Programming is a field that is pretty daunting for alot of people, mostly because there aren't too many ways to fake it. Code either compiles or it doesn't. While I don't program as much as I would like, I have strong feelings that this basic fact about programming is one of those things that makes it so satisfying, and Turkle speaks of this as well. When you get something to work and it takes effort you end up feeling good. Easy is not really all that much fun. Work is good.

While I think most educators have a hard time distinguishing between entertainment and fun that isn't really the point here. People who work hard as programmers respect other programmers who work hard, and when you can go beyond making something work to making something clean and elegant that can be really impressive. It isn't just programming either. There is an appeal to craftsmanship that all people can relate to. In Open Source the movement is to a large extent driven by this sense of beauty in something well done that works. What is most interesting is that you don't have this sense of beauty unless you see the code, so this appreciation comes from sharing what commercial software cultures would consider proprietary information. You give something away so it can be appreciated. It's a gift culture.

Gift cultures are interesting in that your status comes from your generosity. Open Source is like that, but so is politics, and probably more than anything else is scholarship. You do not write that paper to get paid or go to that conference for any material profit. You go to share ideas. You write (and read) for the same reason. And the worst thing you can do is not to use an idea, but to not cite it. Ideas are public property, but you have to recognize the person who came up with it. Gift cultures also don't function well with force or compulsion. You can't make someone be brilliant or productive. You have to trust them.

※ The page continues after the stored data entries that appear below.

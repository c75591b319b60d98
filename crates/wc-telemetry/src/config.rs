//! Telemetry configuration from environment variables.

use std::env;
use std::path::PathBuf;

/// Logging configuration.
#[derive(Debug, Clone, PartialEq, Eq)]
pub struct TelemetryConfig {
    /// Service name attached to every event
    pub service_name: String,

    /// Filter directives (`info`, `wc_04_probe_api=debug,info`, ...)
    pub log_level: String,

    /// Emit JSON lines instead of human-readable output
    pub json_logs: bool,

    /// Write to stderr when no log file is set
    pub console_output: bool,

    /// Append logs to this file instead of stderr
    pub log_file: Option<PathBuf>,
}

impl Default for TelemetryConfig {
    fn default() -> Self {
        Self {
            service_name: "wifi-check".to_string(),
            log_level: "info".to_string(),
            json_logs: false,
            console_output: true,
            log_file: None,
        }
    }
}

fn flag(value: &str) -> bool {
    matches!(value.to_ascii_lowercase().as_str(), "1" | "true" | "yes" | "on")
}

impl TelemetryConfig {
    /// Create configuration from environment variables.
    ///
    /// # Environment Variables
    ///
    /// - `WC_SERVICE_NAME` or `OTEL_SERVICE_NAME`: Service name (default: wifi-check)
    /// - `WC_LOG_LEVEL` or `RUST_LOG`: Filter directives (default: info)
    /// - `WC_JSON_LOGS`: JSON output (default: false locally, true in containers)
    /// - `WC_CONSOLE_OUTPUT`: Log to stderr (default: true)
    /// - `WC_LOG_FILE`: Append to this file instead of stderr
    pub fn from_env() -> Self {
        Self::from_lookup(|key| env::var(key).ok())
    }

    /// Same as [`from_env`](Self::from_env) over an arbitrary variable source.
    pub fn from_lookup(lookup: impl Fn(&str) -> Option<String>) -> Self {
        let defaults = Self::default();
        let is_container =
            lookup("KUBERNETES_SERVICE_HOST").is_some() || lookup("DOCKER_CONTAINER").is_some();

        Self {
            service_name: lookup("WC_SERVICE_NAME")
                .or_else(|| lookup("OTEL_SERVICE_NAME"))
                .unwrap_or(defaults.service_name),

            log_level: lookup("WC_LOG_LEVEL")
                .or_else(|| lookup("RUST_LOG"))
                .unwrap_or(defaults.log_level),

            json_logs: lookup("WC_JSON_LOGS")
                .map(|v| flag(&v))
                .unwrap_or(is_container),

            console_output: lookup("WC_CONSOLE_OUTPUT")
                .map(|v| v.to_lowercase() != "false" && v != "0")
                .unwrap_or(true),

            log_file: lookup("WC_LOG_FILE")
                .filter(|v| !v.is_empty())
                .map(PathBuf::from),
        }
    }

    /// Configuration for a full-screen terminal UI: nothing may reach the
    /// terminal, so logs go to `WC_LOG_FILE` or nowhere.
    pub fn for_terminal_ui() -> Self {
        let mut config = Self::from_env();
        config.console_output = false;
        config
    }

    /// Builder-style method to set the service name.
    #[must_use]
    pub fn with_service_name(mut self, name: impl Into<String>) -> Self {
        self.service_name = name.into();
        self
    }

    /// Whether any log output is configured.
    pub fn has_output(&self) -> bool {
        self.console_output || self.log_file.is_some()
    }
}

This is where I close the circle on Dialogue as it relates to computers. Open Source is the best example, but if you look at the Internet it didn't come out of Microsoft or IBM or Sun Microsystems; it came out of research labs, academia and the ethics of scientists, librarians and engineers, all people who believe in collaboration, exchange and teamwork. TCP/IP, HTTP, SMTP, POP and the other protocols that make the darn thing work were developed by people happy to get a rather modest salary in exchange for doing great work. Mosaic, the first multimedia web browser upon which all the others were built, came out of a research grant at the National Center for Supercomputing Applications; the web itself from the CERN pan-European physics research lab. Much wealth created by people who not only couldn't cash in but never even saw that as a goal. When you browse the web, send e-mail or do any of those things just remember Bill Gates had nothing to do with it. Tim Berners-Lee is the hero here, but just one of them. There are many more.

We live in a world where more people will die in large parts of the world from having too much food rather than too little; where many people will see more moving images and hear more sounds in a day that their great grandparents saw in a lifetime; where most of us will be able to say we lived better than our ancestors ever expected and still we are not happy. When you see this I just hope you think of the hackers who figured out things like packet switching and mark-up languages and never thought about getting rich. Think of them, and then think of David Bohm. Maybe they have something there that makes much more sense than, say, being the richest man in the universe.